Unfortunately New Delhi has not clarified the position. Intervening in the debate in Parliament Home Minister Amit Shah stated that Pakistan, Bangladesh and Afghanistan were included in the list because these countries were theocracies, implying that Sri Lanka is not a theocracy. Whether Sri Lanka is a theocracy or not is a debatable proposition. According to Sri Lanka’s leading historian K M De Silva, “Sri Lanka has ceased to be a secular state, pure and simple, even if it has not become a theocratic state which Buddhist pressure groups would have liked it to be”. The distinguished Indian historian Prof.
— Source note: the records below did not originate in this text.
// SPDX-License-Identifier: BUSL-1.1
// Copyright (c) 2026 Alfred Jean LLC

//! The `Locker` entity and its lifecycle rules (spec §3).

use chrono::{DateTime, Utc};
use serde::{Deserialize, Serialize};

/// A locker's position in its lifecycle. Transitions are enumerated in §3.
#[derive(Debug, Clone, Copy, PartialEq, Eq, Serialize, Deserialize)]
#[serde(rename_all = "snake_case")]
pub enum LockerStatus {
    Free,
    Reserved,
    Owned,
    Blocked,
}

impl LockerStatus {
    pub fn as_str(&self) -> &'static str {
        match self {
            Self::Free => "free",
            Self::Reserved => "reserved",
            Self::Owned => "owned",
            Self::Blocked => "blocked",
        }
    }

    pub fn parse(s: &str) -> Option<Self> {
        match s {
            "free" => Some(Self::Free),
            "reserved" => Some(Self::Reserved),
            "owned" => Some(Self::Owned),
            "blocked" => Some(Self::Blocked),
            _ => None,
        }
    }
}

/// Who (or what) is holding a `Reserved`/`Owned` locker.
#[derive(Debug, Clone, Copy, PartialEq, Eq, Serialize, Deserialize)]
#[serde(rename_all = "snake_case")]
pub enum OwnerType {
    Rfid,
    Device,
    Vip,
    None,
}

impl OwnerType {
    pub fn as_str(&self) -> &'static str {
        match self {
            Self::Rfid => "rfid",
            Self::Device => "device",
            Self::Vip => "vip",
            Self::None => "none",
        }
    }

    pub fn parse(s: &str) -> Option<Self> {
        match s {
            "rfid" => Some(Self::Rfid),
            "device" => Some(Self::Device),
            "vip" => Some(Self::Vip),
            "none" => Some(Self::None),
            _ => None,
        }
    }
}

/// The physical storage unit. Composite key `(kiosk_id, locker_id)`.
#[derive(Debug, Clone, PartialEq, Serialize, Deserialize)]
pub struct Locker {
    pub kiosk_id: String,
    pub locker_id: i64,
    pub status: LockerStatus,
    pub owner_type: Option<OwnerType>,
    pub owner_key: Option<String>,
    pub is_vip: bool,
    pub display_name: Option<String>,
    pub reserved_at: Option<DateTime<Utc>>,
    pub owned_at: Option<DateTime<Utc>>,
    pub version: i64,
    pub created_at: DateTime<Utc>,
    pub updated_at: DateTime<Utc>,
}

impl Locker {
    /// A brand-new Free locker, as created in bulk at kiosk-initialization time.
    pub fn new_free(kiosk_id: impl Into<String>, locker_id: i64, now: DateTime<Utc>) -> Self {
        Self {
            kiosk_id: kiosk_id.into(),
            locker_id,
            status: LockerStatus::Free,
            owner_type: None,
            owner_key: None,
            is_vip: false,
            display_name: None,
            reserved_at: None,
            owned_at: None,
            version: 0,
            created_at: now,
            updated_at: now,
        }
    }

    /// I2-I5: check that this row's owner fields are consistent with its status.
    /// Used by the store after every mutation and by property tests (P1-P7).
    pub fn invariants_hold(&self) -> bool {
        match self.status {
            LockerStatus::Free => {
                self.owner_type.is_none()
                    && self.owner_key.is_none()
                    && self.reserved_at.is_none()
                    && self.owned_at.is_none()
            }
            LockerStatus::Reserved => {
                self.owner_type.is_some()
                    && self.owner_key.is_some()
                    && self.reserved_at.is_some()
                    && self.owned_at.is_none()
            }
            LockerStatus::Owned => {
                self.owner_type.is_some() && self.owner_key.is_some() && self.owned_at.is_some()
            }
            LockerStatus::Blocked => {
                self.owner_type.is_none() && self.owner_key.is_none()
            }
        }
    }

    /// I7: whether a Reserved row has outlived its reservation TTL.
    pub fn reservation_expired(&self, ttl: chrono::Duration, now: DateTime<Utc>) -> bool {
        self.status == LockerStatus::Reserved
            && self.reserved_at.is_some_and(|at| at + ttl < now)
    }
}

/// Candidate locker/card pairing surfaced by the "recent holder" rule (§4.4).
#[derive(Debug, Clone, Serialize, Deserialize)]
pub struct RecentRelease {
    pub locker_id: i64,
    pub released_at: DateTime<Utc>,
    pub held_duration_hours: f64,
}

#[cfg(test)]
#[path = "locker_tests.rs"]
mod tests;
Sarvepalli Gopal has rightly remarked “To provide for one religion having the “foremost place”, while ensuring to all freedom of conscience and other fundamental rights is to compromise on secularism and to render the country … neither a theocratic nor a secular state”

Voluntary Repatriation –Preferred Option   

 New Delhi’s preferred option is voluntary repatriation of refugees to Sri Lanka, with UNHCR assistance. Though the war ended more than a decade ago, voluntary repatriation is taking place at a snail’s pace. According to the Policy Note of the Government of Tamil Nadu, between January, 2014 and March, 2018, only 4277 refugees have got repatriated to Sri Lanka.  My interaction with the refugees returning to Sri Lanka has made me realize that only those who have means of livelihood or have been assured good jobs are returning to the island. Most of the refugees in the camps are landless labourers and without job opportunities they feel that there is no sense in returning to Sri Lanka. According to media reports, few refugees who got repatriated to Sri Lanka have returned to Tamil Nadu and are now working with their former employers. The silver lining in the present situation is the fact that there is no pressure on the refugees to return to Sri Lanka.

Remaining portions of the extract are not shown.